### WORK REQUEST
Please copy each line of the listing that includes the string "RegisterPayload".

☆ ☆ ☆ ☆ ☆

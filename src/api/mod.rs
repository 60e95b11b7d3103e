//! Gateway to the REST API.
//!
//! Each resource is exposed through a small trait so that services can be
//! generic over the transport. [`http::HttpApi`] talks to the real server;
//! tests use the in-memory `test::TestApi`.

use async_trait::async_trait;
use thiserror::Error;

use crate::domain::auth::User;
use crate::domain::filter::FilterCriteria;
use crate::domain::place::{Category, District, Place};
use crate::domain::route::{RouteSubmission, RouteSummary, UserRoute};
use crate::domain::types::{BearerToken, PlaceId, RouteId};
use crate::forms::auth::{LoginPayload, RegisterPayload};

pub mod http;

/// Failure of a single API call, classified by what the caller can do about
/// it.
#[derive(Debug, Error, Clone, PartialEq, Eq)]
pub enum ApiError {
    /// HTTP 401: the bearer token is missing, invalid or expired.
    #[error("authentication expired")]
    AuthenticationExpired,
    /// HTTP 403: authenticated but not allowed.
    #[error("access denied")]
    AuthorizationDenied,
    /// HTTP 404.
    #[error("not found")]
    NotFound,
    /// Any other non-success status, including 5xx.
    #[error("server responded with status {status}: {message}")]
    Status { status: u16, message: String },
    /// The request never produced a response.
    #[error("transport error: {0}")]
    Transport(String),
    /// The response body could not be understood.
    #[error("invalid response: {0}")]
    Decode(String),
}

impl ApiError {
    /// Classifies a non-success HTTP status.
    pub fn from_status(status: u16, message: impl Into<String>) -> Self {
        match status {
            401 => Self::AuthenticationExpired,
            403 => Self::AuthorizationDenied,
            404 => Self::NotFound,
            _ => Self::Status {
                status,
                message: message.into(),
            },
        }
    }
}

pub type ApiResult<T> = Result<T, ApiError>;

/// Endpoints that do not take a bearer token.
#[async_trait]
pub trait AuthApi: Send + Sync {
    /// Exchange credentials for a bearer token.
    async fn login(&self, payload: &LoginPayload) -> ApiResult<BearerToken>;
    /// Create a new account.
    async fn register(&self, payload: &RegisterPayload) -> ApiResult<()>;
    /// Obtain a fresh bearer token using the ambient session cookie.
    async fn refresh(&self) -> ApiResult<BearerToken>;
}

/// Read-only operations for the place catalog.
#[async_trait]
pub trait PlaceReader: Send + Sync {
    /// List places, optionally narrowed by a filter.
    async fn list_places(
        &self,
        token: &BearerToken,
        filter: Option<&FilterCriteria>,
    ) -> ApiResult<Vec<Place>>;
    /// Retrieve a single place.
    async fn get_place(&self, token: &BearerToken, id: &PlaceId) -> ApiResult<Place>;
}

/// Read-only operations for filter dictionaries.
#[async_trait]
pub trait CatalogReader: Send + Sync {
    async fn list_categories(&self, token: &BearerToken) -> ApiResult<Vec<Category>>;
    async fn list_districts(&self, token: &BearerToken) -> ApiResult<Vec<District>>;
}

/// Read-only operations for the current user's routes.
#[async_trait]
pub trait RouteReader: Send + Sync {
    /// List routes with id and name only.
    async fn list_routes(&self, token: &BearerToken) -> ApiResult<Vec<RouteSummary>>;
    /// Retrieve a route with all of its places.
    async fn get_route(&self, token: &BearerToken, id: &RouteId) -> ApiResult<UserRoute>;
}

/// Write operations for the current user's routes. Updates replace the whole
/// route.
#[async_trait]
pub trait RouteWriter: Send + Sync {
    async fn create_route(
        &self,
        token: &BearerToken,
        route: &RouteSubmission,
    ) -> ApiResult<RouteSummary>;
    async fn update_route(
        &self,
        token: &BearerToken,
        id: &RouteId,
        route: &RouteSubmission,
    ) -> ApiResult<()>;
    async fn delete_route(&self, token: &BearerToken, id: &RouteId) -> ApiResult<()>;
}

/// Administrative user listing.
#[async_trait]
pub trait UserReader: Send + Sync {
    async fn list_users(&self, token: &BearerToken) -> ApiResult<Vec<User>>;
}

☆ ☆ ☆ ☆ ☆

### SOLUTION FOR THIS PROBLEM
use crate::forms::auth::{LoginPayload, RegisterPayload};
    async fn register(&self, payload: &RegisterPayload) -> ApiResult<()>;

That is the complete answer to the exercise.